▶ Extracted information:

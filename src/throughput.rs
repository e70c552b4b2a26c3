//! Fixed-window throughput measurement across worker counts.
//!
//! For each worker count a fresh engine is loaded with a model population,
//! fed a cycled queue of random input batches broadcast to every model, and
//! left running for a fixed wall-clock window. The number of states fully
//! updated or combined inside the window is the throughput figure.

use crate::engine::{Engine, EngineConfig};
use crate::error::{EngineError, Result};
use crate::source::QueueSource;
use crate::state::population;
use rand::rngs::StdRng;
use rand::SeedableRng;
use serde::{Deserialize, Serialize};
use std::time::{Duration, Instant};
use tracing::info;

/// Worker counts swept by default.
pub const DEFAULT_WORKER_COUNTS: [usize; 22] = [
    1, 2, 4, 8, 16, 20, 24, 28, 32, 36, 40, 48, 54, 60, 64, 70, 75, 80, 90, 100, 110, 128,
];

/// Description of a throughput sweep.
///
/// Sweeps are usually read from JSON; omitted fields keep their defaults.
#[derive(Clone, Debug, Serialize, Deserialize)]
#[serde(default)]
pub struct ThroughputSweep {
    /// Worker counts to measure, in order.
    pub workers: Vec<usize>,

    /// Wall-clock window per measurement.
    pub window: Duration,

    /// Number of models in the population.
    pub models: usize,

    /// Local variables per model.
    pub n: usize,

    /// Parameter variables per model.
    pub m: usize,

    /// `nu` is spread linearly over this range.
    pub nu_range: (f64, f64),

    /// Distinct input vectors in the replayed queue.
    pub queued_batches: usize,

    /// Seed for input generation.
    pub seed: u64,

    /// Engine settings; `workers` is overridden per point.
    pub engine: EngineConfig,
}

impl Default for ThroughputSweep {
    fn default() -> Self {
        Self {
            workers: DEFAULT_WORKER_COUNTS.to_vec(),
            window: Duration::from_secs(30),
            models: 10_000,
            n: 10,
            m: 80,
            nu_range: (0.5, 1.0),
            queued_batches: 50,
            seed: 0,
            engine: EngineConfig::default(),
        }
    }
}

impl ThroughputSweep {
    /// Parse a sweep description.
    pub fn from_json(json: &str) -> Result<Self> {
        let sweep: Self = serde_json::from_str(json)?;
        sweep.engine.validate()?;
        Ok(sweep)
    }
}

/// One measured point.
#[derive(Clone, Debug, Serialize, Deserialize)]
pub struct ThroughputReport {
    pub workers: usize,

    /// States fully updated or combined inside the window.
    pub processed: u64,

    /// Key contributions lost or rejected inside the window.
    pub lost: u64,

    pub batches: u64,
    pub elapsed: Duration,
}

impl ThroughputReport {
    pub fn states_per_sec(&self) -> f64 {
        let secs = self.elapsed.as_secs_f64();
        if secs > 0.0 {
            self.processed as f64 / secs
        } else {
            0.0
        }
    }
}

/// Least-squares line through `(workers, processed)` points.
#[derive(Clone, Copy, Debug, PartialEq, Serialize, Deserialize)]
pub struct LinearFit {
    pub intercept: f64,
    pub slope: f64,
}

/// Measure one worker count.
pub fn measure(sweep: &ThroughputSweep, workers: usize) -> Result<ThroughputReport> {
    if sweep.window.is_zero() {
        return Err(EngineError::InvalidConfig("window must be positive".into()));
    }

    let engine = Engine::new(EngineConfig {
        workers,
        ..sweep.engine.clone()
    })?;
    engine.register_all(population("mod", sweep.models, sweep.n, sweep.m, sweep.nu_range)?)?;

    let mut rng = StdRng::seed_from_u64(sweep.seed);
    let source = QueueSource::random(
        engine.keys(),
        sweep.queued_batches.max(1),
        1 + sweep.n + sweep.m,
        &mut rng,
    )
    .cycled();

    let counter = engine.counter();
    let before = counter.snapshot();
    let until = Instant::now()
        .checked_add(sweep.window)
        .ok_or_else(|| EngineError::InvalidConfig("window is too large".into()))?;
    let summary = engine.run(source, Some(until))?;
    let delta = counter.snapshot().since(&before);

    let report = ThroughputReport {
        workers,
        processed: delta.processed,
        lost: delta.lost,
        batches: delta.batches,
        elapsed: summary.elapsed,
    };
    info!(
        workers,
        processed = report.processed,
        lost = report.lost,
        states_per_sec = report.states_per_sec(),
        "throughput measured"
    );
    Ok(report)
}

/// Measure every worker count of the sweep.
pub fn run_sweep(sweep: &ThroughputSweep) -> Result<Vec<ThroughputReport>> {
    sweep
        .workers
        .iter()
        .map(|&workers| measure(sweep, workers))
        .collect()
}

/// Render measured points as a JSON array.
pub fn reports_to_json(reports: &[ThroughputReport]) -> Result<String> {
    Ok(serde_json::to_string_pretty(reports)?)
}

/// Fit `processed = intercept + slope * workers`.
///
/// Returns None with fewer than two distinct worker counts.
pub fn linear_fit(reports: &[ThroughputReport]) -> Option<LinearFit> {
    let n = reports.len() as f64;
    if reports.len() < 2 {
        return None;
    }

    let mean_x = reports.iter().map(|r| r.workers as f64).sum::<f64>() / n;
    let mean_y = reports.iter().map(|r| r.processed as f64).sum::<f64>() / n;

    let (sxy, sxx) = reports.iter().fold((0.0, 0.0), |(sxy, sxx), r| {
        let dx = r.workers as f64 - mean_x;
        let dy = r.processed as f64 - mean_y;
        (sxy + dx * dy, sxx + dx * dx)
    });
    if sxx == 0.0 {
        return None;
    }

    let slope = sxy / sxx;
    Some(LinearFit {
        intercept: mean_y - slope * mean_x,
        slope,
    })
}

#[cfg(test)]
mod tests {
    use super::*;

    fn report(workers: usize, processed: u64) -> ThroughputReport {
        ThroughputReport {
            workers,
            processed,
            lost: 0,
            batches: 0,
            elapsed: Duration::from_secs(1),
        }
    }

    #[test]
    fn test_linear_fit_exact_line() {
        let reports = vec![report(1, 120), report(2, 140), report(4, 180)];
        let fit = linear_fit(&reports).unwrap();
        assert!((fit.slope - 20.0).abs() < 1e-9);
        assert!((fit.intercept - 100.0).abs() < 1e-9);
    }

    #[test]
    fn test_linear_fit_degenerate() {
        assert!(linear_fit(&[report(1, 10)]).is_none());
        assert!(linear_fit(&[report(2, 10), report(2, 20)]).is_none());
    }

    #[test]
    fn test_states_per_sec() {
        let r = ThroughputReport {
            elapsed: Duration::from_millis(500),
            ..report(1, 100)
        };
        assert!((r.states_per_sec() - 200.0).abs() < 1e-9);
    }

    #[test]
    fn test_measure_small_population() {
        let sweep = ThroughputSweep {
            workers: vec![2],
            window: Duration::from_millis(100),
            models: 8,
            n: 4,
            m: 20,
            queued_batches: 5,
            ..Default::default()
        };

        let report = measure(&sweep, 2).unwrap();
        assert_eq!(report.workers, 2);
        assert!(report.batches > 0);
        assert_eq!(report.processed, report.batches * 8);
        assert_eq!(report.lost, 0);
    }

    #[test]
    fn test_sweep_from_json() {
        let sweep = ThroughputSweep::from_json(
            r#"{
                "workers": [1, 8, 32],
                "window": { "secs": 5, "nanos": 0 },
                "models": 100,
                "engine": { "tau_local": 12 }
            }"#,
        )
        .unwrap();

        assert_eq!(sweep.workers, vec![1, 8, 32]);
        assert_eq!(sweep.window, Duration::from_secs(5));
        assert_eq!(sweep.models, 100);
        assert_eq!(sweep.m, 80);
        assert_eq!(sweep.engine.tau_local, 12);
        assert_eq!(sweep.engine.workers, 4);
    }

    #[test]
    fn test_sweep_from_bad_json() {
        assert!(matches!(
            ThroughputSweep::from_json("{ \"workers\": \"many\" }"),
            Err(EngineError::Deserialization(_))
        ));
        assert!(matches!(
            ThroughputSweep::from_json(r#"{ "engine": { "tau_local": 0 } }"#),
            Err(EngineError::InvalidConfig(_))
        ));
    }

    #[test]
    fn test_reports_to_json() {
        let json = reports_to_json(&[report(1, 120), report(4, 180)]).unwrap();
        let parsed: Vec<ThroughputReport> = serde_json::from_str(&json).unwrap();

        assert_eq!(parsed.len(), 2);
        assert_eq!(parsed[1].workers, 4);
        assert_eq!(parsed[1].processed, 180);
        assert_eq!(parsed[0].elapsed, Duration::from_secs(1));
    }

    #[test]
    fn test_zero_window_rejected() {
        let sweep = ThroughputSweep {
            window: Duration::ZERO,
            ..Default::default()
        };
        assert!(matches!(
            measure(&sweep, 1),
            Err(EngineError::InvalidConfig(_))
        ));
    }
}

▶ Task objective: Whenever the word "models" shows up in a line of the entries above, copy that line.

▶ Task answer:
    /// Number of models in the population.
    pub models: usize,
            models: 10_000,
    engine.register_all(population("mod", sweep.models, sweep.n, sweep.m, sweep.nu_range)?)?;
            models: 8,
                "models": 100,
        assert_eq!(sweep.models, 100);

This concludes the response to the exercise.